◆ EXERCISE BRIEF: Set down word for word the lines that begin the entries and run through the line containing "let store = JsonFileStore::new(config.state_dir.clone());". Give nothing further.
******************************
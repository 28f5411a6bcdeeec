pub mod init;
pub mod navigate;
pub mod results;
pub mod share;
pub mod status;

use selfassess_core::session::SurveySession;
use selfassess_core::storage::JsonFileStore;

use crate::config::SelfassessConfig;

/// Open the saved survey described by `config`. Unreadable progress is
/// logged and replaced by a fresh survey.
pub fn open_session(config: &SelfassessConfig) -> SurveySession<JsonFileStore> {
    let store = JsonFileStore::new(config.state_dir.clone());
    SurveySession::open(store, config.storage_key.as_str())
}

/// Tell the user when progress could not be saved.
pub fn warn_unsaved(persisted: bool) {
    if !persisted {
        eprintln!("Warning: progress could not be saved; it will be lost when this command exits.");
    }
}
//! A survey engine bound to a snapshot store.
//!
//! Every state change is written through to the store. Storage failures are
//! logged and reported, but never block the survey: the in-memory engine
//! stays authoritative.

use crate::engine::SurveyEngine;
use crate::error::SurveyError;
use crate::report::SurveyResult;
use crate::storage::SnapshotStore;

/// Result of a mutating session operation.
#[derive(Debug, Clone, Copy, PartialEq, Eq)]
pub struct Saved<T> {
    pub value: T,
    /// `false` if writing the snapshot failed.
    pub persisted: bool,
}

/// How the session's initial state was obtained.
#[derive(Debug, Clone, PartialEq, Eq)]
pub enum Origin {
    /// No snapshot was stored.
    Fresh,
    /// A stored snapshot was restored.
    Restored,
    /// A stored snapshot could not be used and was discarded.
    Discarded(String),
}

pub struct SurveySession<S: SnapshotStore> {
    engine: SurveyEngine,
    store: S,
    key: String,
    origin: Origin,
}

impl<S: SnapshotStore> SurveySession<S> {
    /// Open the session stored under `key`, starting fresh if nothing usable
    /// is stored.
    pub fn open(store: S, key: impl Into<String>) -> Self {
        let key = key.into();
        let mut engine = SurveyEngine::new();

        let origin = match store.load(&key) {
            Ok(None) => Origin::Fresh,
            Ok(Some(snapshot)) => match engine.restore(&snapshot) {
                Ok(()) => {
                    tracing::debug!(key = %key, "restored saved progress");
                    Origin::Restored
                }
                Err(e) => {
                    tracing::warn!("discarding saved progress '{key}': {e}");
                    Origin::Discarded(e.to_string())
                }
            },
            Err(e) => {
                tracing::warn!("discarding saved progress '{key}': {e:#}");
                Origin::Discarded(format!("{e:#}"))
            }
        };

        Self {
            engine,
            store,
            key,
            origin,
        }
    }

    pub fn engine(&self) -> &SurveyEngine {
        &self.engine
    }

    pub fn origin(&self) -> &Origin {
        &self.origin
    }

    pub fn store(&self) -> &S {
        &self.store
    }

    pub fn key(&self) -> &str {
        &self.key
    }

    /// Record an answer and save. Returns the owning section's score.
    pub fn record_answer(&mut self, question: u32, value: u32) -> Result<Saved<u32>, SurveyError> {
        let score = self.engine.record_answer(question, value)?;
        Ok(self.persist(score))
    }

    /// Move forward one section and save.
    pub fn advance(&mut self) -> Result<Saved<u32>, SurveyError> {
        let section = self.engine.advance_section()?;
        Ok(self.persist(section))
    }

    /// Move back one section and save.
    pub fn retreat(&mut self) -> Result<Saved<u32>, SurveyError> {
        let section = self.engine.retreat_section()?;
        Ok(self.persist(section))
    }

    pub fn finalize(&self) -> Result<SurveyResult, SurveyError> {
        self.engine.finalize_and_interpret()
    }

    /// Restart the survey and save the empty state.
    pub fn reset(&mut self) -> Saved<()> {
        self.engine.reset();
        self.persist(())
    }

    /// Write the current state to the store.
    pub fn save(&mut self) -> anyhow::Result<()> {
        self.store.save(&self.key, &self.engine.serialize())
    }

    fn persist<T>(&mut self, value: T) -> Saved<T> {
        let persisted = match self.save() {
            Ok(()) => true,
            Err(e) => {
                tracing::warn!("failed to save progress '{}': {e:#}", self.key);
                false
            }
        };
        Saved { value, persisted }
    }
}
//! Final survey result with JSON persistence and text renderings.

use std::fmt::Write as _;
use std::path::Path;

use anyhow::{Context, Result};
use serde::{Deserialize, Serialize};

use crate::interpretation::{Band, Classification};
use crate::model::{MAX_SECTION_SCORE, MAX_TOTAL_SCORE};

/// Outcome of a completed survey.
#[derive(Debug, Clone, PartialEq, Serialize, Deserialize)]
#[serde(rename_all = "camelCase")]
pub struct SurveyResult {
    /// Sum of all section scores, `0..=90`.
    pub total_score: u32,
    /// Title of the matching interpretation band.
    pub band_title: String,
    /// Descriptive text of the matching band.
    pub band_description: String,
    /// Classification of the matching band.
    pub band_classification: Classification,
    /// Score of every section, in order.
    #[serde(rename = "perSectionBreakdown")]
    pub sections: Vec<SectionBreakdown>,
}

/// One section's contribution to the result.
#[derive(Debug, Clone, PartialEq, Serialize, Deserialize)]
#[serde(rename_all = "camelCase")]
pub struct SectionBreakdown {
    pub section: u32,
    pub score: u32,
    pub max_score: u32,
}

impl SectionBreakdown {
    pub fn new(section: u32, score: u32) -> Self {
        Self {
            section,
            score,
            max_score: MAX_SECTION_SCORE,
        }
    }

    /// Share of the section maximum, in percent.
    pub fn percentage(&self) -> f64 {
        f64::from(self.score) / f64::from(self.max_score) * 100.0
    }
}

impl SurveyResult {
    pub fn new(total_score: u32, band: &Band, sections: Vec<SectionBreakdown>) -> Self {
        Self {
            total_score,
            band_title: band.title.to_string(),
            band_description: band.description.to_string(),
            band_classification: band.classification,
            sections,
        }
    }

    /// Save the result as JSON to a file.
    pub fn save_json(&self, path: &Path) -> Result<()> {
        let json = serde_json::to_string_pretty(self).context("failed to serialize result")?;
        if let Some(parent) = path.parent() {
            std::fs::create_dir_all(parent)?;
        }
        std::fs::write(path, json)
            .with_context(|| format!("failed to write result to {}", path.display()))?;
        Ok(())
    }

    /// Load a result from a JSON file.
    pub fn load_json(path: &Path) -> Result<Self> {
        let content = std::fs::read_to_string(path)
            .with_context(|| format!("failed to read result from {}", path.display()))?;
        let result: SurveyResult =
            serde_json::from_str(&content).context("failed to parse result JSON")?;
        Ok(result)
    }

    /// Plain-text rendering for terminals.
    pub fn to_text(&self) -> String {
        let mut out = String::new();
        let _ = writeln!(out, "Total score: {}/{}", self.total_score, MAX_TOTAL_SCORE);
        let _ = writeln!(out, "{}", self.band_title);
        let _ = writeln!(out, "{}", self.band_description);
        let _ = writeln!(out);
        for s in &self.sections {
            let _ = writeln!(
                out,
                "  Part {}: {:>2}/{} {}",
                s.section,
                s.score,
                s.max_score,
                bar(s.percentage())
            );
        }
        out
    }

    /// Markdown rendering.
    pub fn to_markdown(&self) -> String {
        let mut md = String::new();
        md.push_str("# Self-Assessment Result\n\n");
        let _ = writeln!(
            md,
            "**Total score:** {}/{}\n",
            self.total_score, MAX_TOTAL_SCORE
        );
        let _ = writeln!(md, "## {}\n", self.band_title);
        let _ = writeln!(md, "{}\n", self.band_description);
        md.push_str("| Part | Score | % |\n|------|-------|---|\n");
        for s in &self.sections {
            let _ = writeln!(
                md,
                "| {} | {}/{} | {:.0}% |",
                s.section,
                s.score,
                s.max_score,
                s.percentage()
            );
        }
        md
    }
}

fn bar(percentage: f64) -> String {
    const WIDTH: usize = 18;
    let filled = ((percentage / 100.0) * WIDTH as f64).round() as usize;
    let filled = filled.min(WIDTH);
    format!("[{}{}]", "#".repeat(filled), ".".repeat(WIDTH - filled))
}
******************************
◆ OUTPUT OF THE TASK:
repository 28f5411a6bcdeeec
pub mod init;
pub mod navigate;
pub mod results;
pub mod share;
pub mod status;

use selfassess_core::session::SurveySession;
use selfassess_core::storage::JsonFileStore;

use crate::config::SelfassessConfig;

/// Open the saved survey described by `config`. Unreadable progress is
/// logged and replaced by a fresh survey.
pub fn open_session(config: &SelfassessConfig) -> SurveySession<JsonFileStore> {
    let store = JsonFileStore::new(config.state_dir.clone());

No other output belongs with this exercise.